Outros, contudo, evocam o princípio de benefício retroativo da mudança. Para esses, como o projeto vale para casos de inelegibilidade já definidos e não só para as próximas condenações, ajudaria a derrubar a inelegibilidade de Bolsonaro. O próprio ex-presidente tem dito, sem falar explicitamente sobre o projeto, que "algo ainda pode acontecer" para restaurar seus direitos políticos. Também seriam beneficiados o ex-deputado Eduardo Cunha (Republicanos-RJ), o ex-governador Anthony Garotinho (Republicanos-RJ) e o ex-governador Roberto Arruda (PL-DF).

Críticos apontam risco de o projeto enfraquecer o combate à corrupção

Para Adib Abdouni, advogado constitucionalista e criminalista, o projeto, sob o pretexto de promover ajustes na legislação eleitoral, representa um retrocesso nos dispositivos da Lei da Ficha Limpa, originada por iniciativa popular. Ele argumenta que a proposta permitiria a revisão da elegibilidade de pessoas já condenadas, aplicando as mudanças de forma imediata, inclusive para casos passados.
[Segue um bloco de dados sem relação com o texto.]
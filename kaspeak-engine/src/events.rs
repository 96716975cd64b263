//! Session event bus
//!
//! Publish/subscribe over the closed set of events a session emits.
//! Emission snapshots the listener list before dispatch, so listeners can
//! subscribe or unsubscribe from inside a handler; each listener runs on
//! the next task-queue turn and a failing listener is logged without
//! starving the rest.

use std::collections::HashMap;
use std::sync::{Arc, Mutex};

use kaspeak_primitives::MessageHeader;
use tracing::warn;

/// Events a session can emit.
#[derive(Clone, Debug)]
pub enum SessionEvent {
    /// A verified Kaspeak payload was extracted from a confirmed block.
    MessageReceived {
        header: Arc<MessageHeader>,
        data: Arc<[u8]>,
    },
    /// The ledger connection came up.
    Connected { network_id: String },
    /// The ledger connection was released.
    Disconnected,
    /// The tracked balance was refreshed.
    BalanceChanged {
        balance_sompi: u64,
        utxo_count: usize,
    },
}

#[derive(Clone, Copy, Debug, PartialEq, Eq, Hash)]
pub enum EventKind {
    MessageReceived,
    Connected,
    Disconnected,
    BalanceChanged,
}

impl SessionEvent {
    pub fn kind(&self) -> EventKind {
        match self {
            SessionEvent::MessageReceived { .. } => EventKind::MessageReceived,
            SessionEvent::Connected { .. } => EventKind::Connected,
            SessionEvent::Disconnected => EventKind::Disconnected,
            SessionEvent::BalanceChanged { .. } => EventKind::BalanceChanged,
        }
    }
}

pub type ListenerId = u64;

pub type ListenerResult = Result<(), Box<dyn std::error::Error + Send + Sync>>;

type Listener = Arc<dyn Fn(SessionEvent) -> ListenerResult + Send + Sync>;

struct Entry {
    id: ListenerId,
    once: bool,
    listener: Listener,
}

#[derive(Default)]
struct BusState {
    next_id: ListenerId,
    listeners: HashMap<EventKind, Vec<Entry>>,
}

/// Type-safe publish/subscribe over [`SessionEvent`].
#[derive(Default)]
pub struct EventBus {
    state: Mutex<BusState>,
}

impl EventBus {
    pub fn new() -> Self {
        Self::default()
    }

    /// Subscribes a listener for every occurrence of `kind`.
    pub fn on<F>(&self, kind: EventKind, listener: F) -> ListenerId
    where
        F: Fn(SessionEvent) -> ListenerResult + Send + Sync + 'static,
    {
        self.subscribe(kind, Arc::new(listener), false)
    }

    /// Subscribes a listener that removes itself after its first dispatch.
    pub fn once<F>(&self, kind: EventKind, listener: F) -> ListenerId
    where
        F: Fn(SessionEvent) -> ListenerResult + Send + Sync + 'static,
    {
        self.subscribe(kind, Arc::new(listener), true)
    }

    fn subscribe(&self, kind: EventKind, listener: Listener, once: bool) -> ListenerId {
        let mut state = self.state.lock().expect("event bus poisoned");
        let id = state.next_id;
        state.next_id += 1;
        state
            .listeners
            .entry(kind)
            .or_default()
            .push(Entry { id, once, listener });
        id
    }

    /// Removes a listener. Returns `false` when the id was already gone.
    pub fn off(&self, id: ListenerId) -> bool {
        let mut state = self.state.lock().expect("event bus poisoned");
        let mut removed = false;
        for entries in state.listeners.values_mut() {
            let before = entries.len();
            entries.retain(|entry| entry.id != id);
            removed |= entries.len() != before;
        }
        removed
    }

    /// Dispatches the event to every listener subscribed at emission time.
    ///
    /// Listeners run on the next task-queue turn, in subscription order;
    /// `once` subscriptions are dropped before dispatch so re-entrant emits
    /// cannot fire them twice.
    pub fn emit(&self, event: SessionEvent) {
        let snapshot: Vec<(ListenerId, Listener)> = {
            let mut state = self.state.lock().expect("event bus poisoned");
            match state.listeners.get_mut(&event.kind()) {
                None => return,
                Some(entries) => {
                    let snapshot = entries
                        .iter()
                        .map(|entry| (entry.id, entry.listener.clone()))
                        .collect();
                    entries.retain(|entry| !entry.once);
                    snapshot
                }
            }
        };

        if snapshot.is_empty() {
            return;
        }

        tokio::spawn(async move {
            for (id, listener) in snapshot {
                if let Err(e) = listener(event.clone()) {
                    warn!(listener = id, "event listener failed: {e}");
                }
            }
        });
    }
}

#[cfg(test)]
mod tests {
    use super::*;
    use std::sync::atomic::{AtomicUsize, Ordering};
    use tokio::time::{sleep, Duration};

    fn counter_listener(counter: Arc<AtomicUsize>) -> impl Fn(SessionEvent) -> ListenerResult {
        move |_| {
            counter.fetch_add(1, Ordering::SeqCst);
            Ok(())
        }
    }

    async fn settle() {
        // let spawned dispatch turns run
        sleep(Duration::from_millis(20)).await;
    }

    #[tokio::test]
    async fn listeners_receive_matching_events() {
        let bus = EventBus::new();
        let hits = Arc::new(AtomicUsize::new(0));
        bus.on(EventKind::Disconnected, counter_listener(hits.clone()));

        bus.emit(SessionEvent::Disconnected);
        bus.emit(SessionEvent::Connected {
            network_id: "testnet-10".into(),
        });
        settle().await;

        assert_eq!(hits.load(Ordering::SeqCst), 1);
    }

    #[tokio::test]
    async fn once_fires_a_single_time() {
        let bus = EventBus::new();
        let hits = Arc::new(AtomicUsize::new(0));
        bus.once(EventKind::Disconnected, counter_listener(hits.clone()));

        bus.emit(SessionEvent::Disconnected);
        bus.emit(SessionEvent::Disconnected);
        settle().await;

        assert_eq!(hits.load(Ordering::SeqCst), 1);
    }

    #[tokio::test]
    async fn off_unsubscribes() {
        let bus = EventBus::new();
        let hits = Arc::new(AtomicUsize::new(0));
        let id = bus.on(EventKind::Disconnected, counter_listener(hits.clone()));

        assert!(bus.off(id));
        assert!(!bus.off(id));

        bus.emit(SessionEvent::Disconnected);
        settle().await;

        assert_eq!(hits.load(Ordering::SeqCst), 0);
    }

    #[tokio::test]
    async fn failing_listener_does_not_starve_the_rest() {
        let bus = EventBus::new();
        let hits = Arc::new(AtomicUsize::new(0));

        bus.on(EventKind::Disconnected, |_| Err("boom".into()));
        bus.on(EventKind::Disconnected, counter_listener(hits.clone()));

        bus.emit(SessionEvent::Disconnected);
        settle().await;

        assert_eq!(hits.load(Ordering::SeqCst), 1);
    }
}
Abdouni também ressalta que o texto parece casuístico, beneficiando algumas pessoas ao facilitar seu retorno ao cenário eleitoral, em prejuízo da probidade administrativa e da moralidade no exercício do mandato, considerando o histórico dos candidatos.

Em nota, a Conferência Nacional dos Bispos do Brasil (CNBB) classificou o projeto como “grave retrocesso” por "desfigurar o combate à corrupção" trazido pela Ficha Limpa, beneficiando condenados por crimes graves ao reduzir ou anular a sua inelegibilidade.  

O Instituto Não Aceito Corrupção também divulgou nota condenando o PLP 192/2024 por "enfraquecer brutalmente a Lei da Ficha Limpa", que ao longo de 14 anos "barrou "candidaturas indesejáveis à luz da prevalência do interesse público". A entidade liderada pelo advogado Roberto Livianu reclama ainda da ausência de debate democrático em torno da proposta tanto na Câmara quanto no Senado.